Zooarchaeology in Transitional Societies: Evidence from Anatolia, the Bridge between the Near East and Europe

2016-08-01
This chapter summarizes the attempts to domesticate animals in Anatolia and traces the ways that people experimented with it. New evidence and recently published synthetic works have shown that animal husbandry was incorporated into Neolithic economies through highly variable paths and applications. The relationship of humans with animals encompassed hunting, managing and herding, and the species chosen differed amongst the settlements involved. Over the course of about a thousand years of advancing and retreating, domestication was finally completed and the dominant species were sheep and goat. South-west Asia holds a central place in these transformations as it was there that some of the earlier evidence of such innovations was found.

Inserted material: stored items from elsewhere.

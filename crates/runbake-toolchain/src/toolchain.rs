use std::path::{Path, PathBuf};

use runbake_fetch::RuntimeVersion;
use runbake_platform::CommandRunner;

use crate::driver::ToolchainDriver;
use crate::error::Result;

/// An extracted runtime source tree and the means to build it.
#[derive(Debug, Clone, PartialEq, Eq)]
pub struct Toolchain {
    root: PathBuf,
    version: RuntimeVersion,
    driver: ToolchainDriver,
}

impl Toolchain {
    pub fn new(root: impl Into<PathBuf>, version: RuntimeVersion, driver: ToolchainDriver) -> Self {
        Self {
            root: root.into(),
            version,
            driver,
        }
    }

    pub fn root(&self) -> &Path {
        &self.root
    }

    pub fn version(&self) -> &RuntimeVersion {
        &self.version
    }

    pub fn driver(&self) -> &ToolchainDriver {
        &self.driver
    }

    pub fn release_binary(&self) -> PathBuf {
        self.root.join(self.driver.release_binary())
    }

    pub async fn build<R: CommandRunner>(&self, runner: &R) -> Result<()> {
        self.driver.build(&self.root, runner).await
    }
}
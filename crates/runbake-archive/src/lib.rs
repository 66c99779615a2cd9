//! Unpacking of runtime source archives.
//!
//! Extraction always happens in a hidden `.extract-*` directory next to the
//! final location. Only once the archive is fully unpacked are its top-level
//! entries moved into place, so an interrupted run never leaves something
//! that looks like a complete source tree.
//!
//! Two extractors exist behind [`ArchiveExtractor`]:
//!
//! - [`TarGzExtractor`] decodes gzip + tar in-process
//! - [`SystemTar`] shells out to the host's `tar` utility

pub use error::{Error, Result};
pub use extract::{ArchiveExtractor, SystemTar, TarGzExtractor};
pub use staging::Staging;

mod error;
pub mod extract;
mod staging;
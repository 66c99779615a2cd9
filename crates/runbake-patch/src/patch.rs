use std::fmt;
use std::path::{Path, PathBuf};
use std::sync::Arc;

use runbake_fs::FileSystem;
use tracing::debug;

use crate::error::{PatchError, Result};

type Detect = Arc<dyn Fn(&str) -> bool + Send + Sync>;

/// A transform reports the anchor it could not find as `Err`.
type Transform = Arc<dyn Fn(&str) -> std::result::Result<String, String> + Send + Sync>;

#[derive(Debug, Clone, Copy, PartialEq, Eq)]
pub enum PatchOutcome {
    Applied,
    AlreadyApplied,
}

impl fmt::Display for PatchOutcome {
    fn fmt(&self, f: &mut fmt::Formatter<'_>) -> fmt::Result {
        match self {
            Self::Applied => write!(f, "applied"),
            Self::AlreadyApplied => write!(f, "already applied"),
        }
    }
}

/// A named, stateless edit of one file relative to a source tree root.
#[derive(Clone)]
pub struct Patch {
    name: String,
    target: PathBuf,
    detect: Detect,
    transform: Transform,
}

impl Patch {
    pub fn new<D, T>(name: impl Into<String>, target: impl Into<PathBuf>, detect: D, transform: T) -> Self
    where
        D: Fn(&str) -> bool + Send + Sync + 'static,
        T: Fn(&str) -> std::result::Result<String, String> + Send + Sync + 'static,
    {
        Self {
            name: name.into(),
            target: target.into(),
            detect: Arc::new(detect),
            transform: Arc::new(transform),
        }
    }

    pub fn name(&self) -> &str {
        &self.name
    }

    /// Path of the patched file, relative to the tree root.
    pub fn target(&self) -> &Path {
        &self.target
    }

    pub fn is_applied(&self, content: &str) -> bool {
        (self.detect)(content)
    }

    /// Patch `content` in memory.
    ///
    /// Returns `None` when the patch is already present.
    pub fn apply_to_str(&self, content: &str) -> Result<Option<String>> {
        if self.is_applied(content) {
            return Ok(None);
        }
        let patched = (self.transform)(content).map_err(|anchor| PatchError::AnchorNotFound {
            patch: self.name.clone(),
            file: self.target.clone(),
            anchor,
        })?;
        if !self.is_applied(&patched) {
            return Err(PatchError::NotFixedPoint {
                patch: self.name.clone(),
                file: self.target.clone(),
            });
        }
        Ok(Some(patched))
    }

    /// Patch the target file under `root`, writing only if something changed.
    pub fn apply<F: FileSystem + ?Sized>(&self, fs: &F, root: &Path) -> Result<PatchOutcome> {
        let path = root.join(&self.target);
        let content = fs.read_to_string(&path)?;
        let outcome = match self.apply_to_str(&content)? {
            Some(patched) => {
                fs.write(&path, patched.as_bytes())?;
                PatchOutcome::Applied
            }
            None => PatchOutcome::AlreadyApplied,
        };
        debug!(patch = %self.name, file = %path.display(), %outcome, "patch");
        Ok(outcome)
    }
}

impl fmt::Debug for Patch {
    fn fmt(&self, f: &mut fmt::Formatter<'_>) -> fmt::Result {
        f.debug_struct("Patch")
            .field("name", &self.name)
            .field("target", &self.target)
            .finish_non_exhaustive()
    }
}
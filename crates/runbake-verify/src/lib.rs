//! Content verification primitives for downloaded artifacts.
//!
//! Provides incremental hashing for single-pass verification while bytes
//! stream to disk, plus the digest sidecar used to detect a corrupted cached
//! archive before it is reused.
//!
//! # Example
//!
//! ```
//! use runbake_verify::{Hasher, Sha256Digest, Sha256Hasher};
//!
//! let mut hasher = Sha256Hasher::new();
//! hasher.update(b"hello ");
//! hasher.update(b"world");
//! let digest = Sha256Digest::try_from(hasher.finalize()).unwrap();
//!
//! let expected = Sha256Digest::try_from(Sha256Hasher::digest(b"hello world")).unwrap();
//! expected.verify(&digest).unwrap();
//! ```

pub use self::digest::{Sha256Digest, digest_file, read_sidecar, sidecar_path, write_sidecar};
pub use self::error::{Result, VerificationError};
pub use self::hasher::{Hasher, Sha256Hasher};

mod digest;
mod error;
mod hasher;
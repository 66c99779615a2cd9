use crate::{Error, Result};
use std::fs;
use std::path::Path;

/// Create `path` and any missing ancestors.
pub fn ensure_dir(path: impl AsRef<Path>) -> Result<()> {
    let path = path.as_ref();
    fs::create_dir_all(path).map_err(|e| Error::CreateDir {
        path: path.to_path_buf(),
        source: e,
    })
}

/// Copy a single file, creating the destination's parent directory first.
///
/// Returns the number of bytes copied.
pub fn copy_file(src: impl AsRef<Path>, dest: impl AsRef<Path>) -> Result<u64> {
    let src = src.as_ref();
    let dest = dest.as_ref();

    if let Some(parent) = dest.parent().filter(|p| !p.as_os_str().is_empty()) {
        ensure_dir(parent)?;
    }

    fs::copy(src, dest).map_err(|e| Error::Copy {
        from: src.to_path_buf(),
        to: dest.to_path_buf(),
        source: e,
    })
}

/// Move every top-level entry of `src` into `dest`.
///
/// Entries already present in `dest` are left alone and the staged copy is
/// discarded with `src`.
pub fn move_entries(src: impl AsRef<Path>, dest: impl AsRef<Path>) -> Result<usize> {
    let src = src.as_ref();
    let dest = dest.as_ref();
    let mut moved = 0;

    for entry in fs::read_dir(src).map_err(|e| Error::Read {
        path: src.to_path_buf(),
        source: e,
    })? {
        let entry = entry.map_err(|e| Error::Read {
            path: src.to_path_buf(),
            source: e,
        })?;
        let target = dest.join(entry.file_name());
        if target.exists() {
            continue;
        }
        fs::rename(entry.path(), &target).map_err(|e| Error::Copy {
            from: entry.path(),
            to: target.clone(),
            source: e,
        })?;
        moved += 1;
    }

    Ok(moved)
}

#[cfg(test)]
mod tests {
    use super::*;
    use tempfile::tempdir;

    #[test]
    fn test_copy_file_creates_parent() {
        let dir = tempdir().unwrap();
        let src = dir.path().join("src.bin");
        let dest = dir.path().join("out").join("nested").join("dest.bin");
        fs::write(&src, b"binary").unwrap();

        let copied = copy_file(&src, &dest).unwrap();
        assert_eq!(copied, 6);
        assert_eq!(fs::read(&dest).unwrap(), b"binary");
    }

    #[test]
    fn test_copy_file_missing_source() {
        let dir = tempdir().unwrap();
        let err = copy_file(dir.path().join("nope"), dir.path().join("dest")).unwrap_err();
        assert!(matches!(err, Error::Copy { .. }));
    }

    #[test]
    fn test_move_entries_skips_existing() {
        let dir = tempdir().unwrap();
        let staging = dir.path().join("staging");
        let dest = dir.path().join("dest");
        fs::create_dir_all(staging.join("node-v1")).unwrap();
        fs::write(staging.join("node-v1").join("file"), b"new").unwrap();
        fs::create_dir_all(staging.join("other")).unwrap();
        fs::create_dir_all(dest.join("other")).unwrap();

        let moved = move_entries(&staging, &dest).unwrap();
        assert_eq!(moved, 1);
        assert_eq!(fs::read(dest.join("node-v1").join("file")).unwrap(), b"new");
    }
}
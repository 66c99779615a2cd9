use std::ffi::{OsStr, OsString};
use std::future::Future;
use std::path::{Path, PathBuf};
use std::process::{ExitStatus, Stdio};

use tracing::info;

use crate::error::{Error, Result};

/// A subprocess invocation: program, argument vector and working directory.
#[derive(Debug, Clone, PartialEq, Eq)]
pub struct Command {
    program: OsString,
    args: Vec<OsString>,
    cwd: Option<PathBuf>,
}

impl Command {
    pub fn new(program: impl AsRef<OsStr>) -> Self {
        Self {
            program: program.as_ref().to_os_string(),
            args: Vec::new(),
            cwd: None,
        }
    }

    pub fn arg(mut self, arg: impl AsRef<OsStr>) -> Self {
        self.args.push(arg.as_ref().to_os_string());
        self
    }

    pub fn args<I, S>(mut self, args: I) -> Self
    where
        I: IntoIterator<Item = S>,
        S: AsRef<OsStr>,
    {
        self.args
            .extend(args.into_iter().map(|a| a.as_ref().to_os_string()));
        self
    }

    pub fn current_dir(mut self, dir: impl Into<PathBuf>) -> Self {
        self.cwd = Some(dir.into());
        self
    }

    pub fn program(&self) -> &OsStr {
        &self.program
    }

    pub fn get_args(&self) -> &[OsString] {
        &self.args
    }

    pub fn get_current_dir(&self) -> Option<&Path> {
        self.cwd.as_deref()
    }

    /// Shell-like rendering used in logs and error messages.
    pub fn display(&self) -> String {
        std::iter::once(&self.program)
            .chain(self.args.iter())
            .map(|s| s.to_string_lossy())
            .collect::<Vec<_>>()
            .join(" ")
    }

    fn to_tokio(&self) -> tokio::process::Command {
        let mut cmd = tokio::process::Command::new(&self.program);
        cmd.args(&self.args).kill_on_drop(true);
        if let Some(dir) = &self.cwd {
            cmd.current_dir(dir);
        }
        cmd
    }
}

/// Executes [`Command`]s.
///
/// Dropping a returned future before it resolves must terminate the child.
pub trait CommandRunner: Send + Sync {
    /// Run with stdout/stderr forwarded to this process; succeed only on exit status 0.
    fn run(&self, cmd: &Command) -> impl Future<Output = Result<()>> + Send;

    /// Run capturing stdout (stderr stays forwarded); succeed only on exit status 0.
    fn capture(&self, cmd: &Command) -> impl Future<Output = Result<String>> + Send;
}

/// Runs commands as real child processes.
#[derive(Debug, Clone, Copy, Default)]
pub struct SystemRunner;

impl CommandRunner for SystemRunner {
    async fn run(&self, cmd: &Command) -> Result<()> {
        info!(cmd = %cmd.display(), "run");
        let status = cmd
            .to_tokio()
            .stdin(Stdio::null())
            .stdout(Stdio::inherit())
            .stderr(Stdio::inherit())
            .status()
            .await
            .map_err(|e| Error::CommandFailed {
                cmd: cmd.display(),
                source: e,
            })?;
        check_status(cmd, status)
    }

    async fn capture(&self, cmd: &Command) -> Result<String> {
        info!(cmd = %cmd.display(), "capture");
        let output = cmd
            .to_tokio()
            .stdin(Stdio::null())
            .stdout(Stdio::piped())
            .stderr(Stdio::inherit())
            .output()
            .await
            .map_err(|e| Error::CommandFailed {
                cmd: cmd.display(),
                source: e,
            })?;
        check_status(cmd, output.status)?;
        String::from_utf8(output.stdout).map_err(|_| Error::NonUtf8Output { cmd: cmd.display() })
    }
}

fn check_status(cmd: &Command, status: ExitStatus) -> Result<()> {
    if status.success() {
        Ok(())
    } else {
        Err(Error::ExitStatus {
            cmd: cmd.display(),
            code: status.code(),
        })
    }
}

Research in the Levant is abundant and well presented in literature. In contrast, the lands of Anatolia are less well known. Until recently, archaeological excavations that reached layers of this transitional phase of the PrePottery Neolithic (PPN) were very few, and large parts of Anatolia were thought to lack this cultural horizon. It was thought that the ‘Neolithic package’ arrived there from the Levant fully developed and was then transmitted to Europe. Not long ago, fresh information and in some cases, totally unexpected discoveries moved the spotlight to this region, showing clearly that this part of the world played an important role in the development of domestic economies. Anatolia has now emerged as a major centre of animal domestication.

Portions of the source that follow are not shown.